Frequently Asked Questions

Common clinical questions about NORQUEST FE vs ADQUEY, answered by our medical review team.

1. What is the main difference between NORQUEST FE and ADQUEY?

NORQUEST FE is a Oral Contraceptive that works by NORQUEST FE is a combination oral contraceptive containing ethinyl estradiol and norethindrone. Ethinyl estradiol suppresses gonadotropin release, inhibiting ovulation. Norethindrone induces progestational changes in the endometrium, increasing cervical mucus viscosity, and also inhibits ovulation.. ADQUEY is a Oral Contraceptive that works by ADQUEY (aducanumab) is a human monoclonal antibody that selectively targets aggregated forms of amyloid beta (Aβ), including soluble oligomers and insoluble fibrils, reducing Aβ plaques in the brain. The exact mechanism linking Aβ reduction to clinical improvement is not fully established.. They differ in pharmacokinetic profiles, FDA-approved indications, and side effect profiles.

2. Which is stronger: NORQUEST FE or ADQUEY?

Potency comparisons between NORQUEST FE and ADQUEY depend on the specific clinical indication. These are both Oral Contraceptive agents and are not directly interchangeable by dose. A physician or clinical pharmacist should guide any therapeutic switching decisions.

3. What is the standard dosing for NORQUEST FE vs ADQUEY?

The standard adult dose of NORQUEST FE is: One tablet orally once daily, each tablet containing 1 mg norethindrone acetate and 20 mcg ethinyl estradiol (21 active tablets) followed by 7 ferrous fumarate tablets.. The standard adult dose of ADQUEY is: 400 mg orally once daily with food.. Dosing should always be individualized based on indication, renal and hepatic function, age, and other patient factors.

4. Can you take NORQUEST FE and ADQUEY together?

No direct drug-drug interaction has been formally documented between NORQUEST FE and ADQUEY in current clinical databases. However, individual patient risk factors including other medications, organ function, and comorbidities should always be evaluated by a qualified healthcare provider.

5. Are NORQUEST FE and ADQUEY safe during pregnancy?

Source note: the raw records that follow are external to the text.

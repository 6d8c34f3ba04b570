//! Physical names derived from catalog ids, representations and periods

use std::collections::BTreeMap;
use std::time::Duration;

use chrono::{DateTime, Utc};

/// Prefix of every dataset name
pub const DATASET_PREFIX: &str = "dataset_";

/// Group name of a catalog: leading `/` stripped, remaining `/` become `_`
///
/// `physical_id(physical_id(x)) == physical_id(x)` for every `x`.
pub fn physical_id(catalog_id: &str) -> String {
    catalog_id
        .strip_prefix('/')
        .unwrap_or(catalog_id)
        .replace('/', "_")
}

/// Dataset name of a representation, e.g. `dataset_1_s(window=5,x=y)`
///
/// Parameters are emitted in key order; an absent or empty map adds no
/// suffix.
pub fn dataset_name(representation_id: &str, parameters: Option<&BTreeMap<String, String>>) -> String {
    let mut name = format!("{DATASET_PREFIX}{representation_id}");
    if let Some(parameters) = parameters.filter(|p| !p.is_empty()) {
        let pairs: Vec<String> = parameters
            .iter()
            .map(|(key, value)| format!("{key}={value}"))
            .collect();
        name.push('(');
        name.push_str(&pairs.join(","));
        name.push(')');
    }
    name
}

const UNITS: [(u128, &str); 7] = [
    (86_400_000_000_000, "d"),
    (3_600_000_000_000, "h"),
    (60_000_000_000, "min"),
    (1_000_000_000, "s"),
    (1_000_000, "ms"),
    (1_000, "us"),
    (1, "ns"),
];

/// Integer plus unit, using the largest unit that divides the period evenly
///
/// `1 s`, `100 ms`, `1 min`, `90 s`.
pub fn unit_string(period: Duration) -> String {
    let nanos = period.as_nanos();
    if nanos == 0 {
        return "0 s".to_string();
    }
    UNITS
        .iter()
        .find(|(size, _)| nanos % size == 0)
        .map(|(size, unit)| format!("{} {unit}", nanos / size))
        .unwrap_or_else(|| format!("{nanos} ns"))
}

/// ISO-8601 UTC timestamp with second precision, `2020-01-01T00:00:00Z`
pub fn date_time(begin: DateTime<Utc>) -> String {
    begin.format("%Y-%m-%dT%H:%M:%SZ").to_string()
}

/// File name of the period starting at `begin`, e.g. `2020-01-01T00-00-00Z_1_s.tsra`
pub fn file_name(begin: DateTime<Utc>, sample_period: Duration, extension: &str) -> String {
    format!(
        "{}Z_{}.{extension}",
        begin.format("%Y-%m-%dT%H-%M-%S"),
        unit_string(sample_period).replace(' ', "_")
    )
}

#[cfg(test)]
#[allow(clippy::expect_used, clippy::unwrap_used)]
mod tests {
    use super::*;
    use chrono::TimeZone;
    use proptest::prelude::*;

    fn params(pairs: &[(&str, &str)]) -> BTreeMap<String, String> {
        pairs
            .iter()
            .map(|(k, v)| ((*k).to_string(), (*v).to_string()))
            .collect()
    }

    #[test]
    fn test_physical_id() {
        assert_eq!(physical_id("/SAMPLE/LOCAL"), "SAMPLE_LOCAL");
        assert_eq!(physical_id("A/B/C"), "A_B_C");
        assert_eq!(physical_id("/"), "");
        assert_eq!(physical_id("plain"), "plain");
    }

    #[test]
    fn test_dataset_name() {
        assert_eq!(dataset_name("1_s", None), "dataset_1_s");
        assert_eq!(dataset_name("1_s", Some(&BTreeMap::new())), "dataset_1_s");
        // Keys come out sorted regardless of insertion order
        assert_eq!(
            dataset_name("1_s_mean", Some(&params(&[("window", "5"), ("kind", "x")]))),
            "dataset_1_s_mean(kind=x,window=5)"
        );
    }

    #[test]
    fn test_unit_string() {
        assert_eq!(unit_string(Duration::from_secs(1)), "1 s");
        assert_eq!(unit_string(Duration::from_millis(100)), "100 ms");
        assert_eq!(unit_string(Duration::from_secs(60)), "1 min");
        assert_eq!(unit_string(Duration::from_secs(90)), "90 s");
        assert_eq!(unit_string(Duration::from_secs(3_600)), "1 h");
        assert_eq!(unit_string(Duration::from_secs(86_400)), "1 d");
        assert_eq!(unit_string(Duration::from_micros(250)), "250 us");
    }

    #[test]
    fn test_file_name() {
        let begin = Utc.with_ymd_and_hms(2020, 1, 1, 0, 0, 0).unwrap();
        assert_eq!(date_time(begin), "2020-01-01T00:00:00Z");
        assert_eq!(
            file_name(begin, Duration::from_secs(1), "tsra"),
            "2020-01-01T00-00-00Z_1_s.tsra"
        );
        let begin = Utc.with_ymd_and_hms(2021, 6, 30, 13, 5, 9).unwrap();
        assert_eq!(
            file_name(begin, Duration::from_millis(100), "tsra"),
            "2021-06-30T13-05-09Z_100_ms.tsra"
        );
    }

    proptest! {
        #[test]
        fn physical_id_is_idempotent(id in "[/A-Za-z0-9_]{0,40}") {
            let once = physical_id(&id);
            prop_assert_eq!(physical_id(&once), once.clone());
            prop_assert!(!once.contains('/'));
        }

        #[test]
        fn distinct_parameters_give_distinct_names(
            a in prop::collection::btree_map("[a-z]{1,4}", "[a-z0-9]{1,4}", 1..4),
            b in prop::collection::btree_map("[a-z]{1,4}", "[a-z0-9]{1,4}", 1..4),
        ) {
            let name_a = dataset_name("r", Some(&a));
            let name_b = dataset_name("r", Some(&b));
            prop_assert_eq!(name_a == name_b, a == b);
            prop_assert_eq!(dataset_name("r", Some(&a)), name_a);
        }
    }
}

The maternal-fetal safety profiles differ. NORQUEST FE is classified as Category C. Pregnancy category X. Contraindicated in pregnancy due to risk of fetal harm. First trimester: estrogen exposure associated with congenital anomalies including cardiovascular and n. ADQUEY is classified as Category C. ADQUEY (estradiol valerate/dienogest) is contraindicated in pregnancy. First trimester exposure may cause congenital anomalies including cardiovascular and neural tube defects. Sec. Always consult a maternal-fetal medicine specialist before taking either drug during pregnancy or lactation.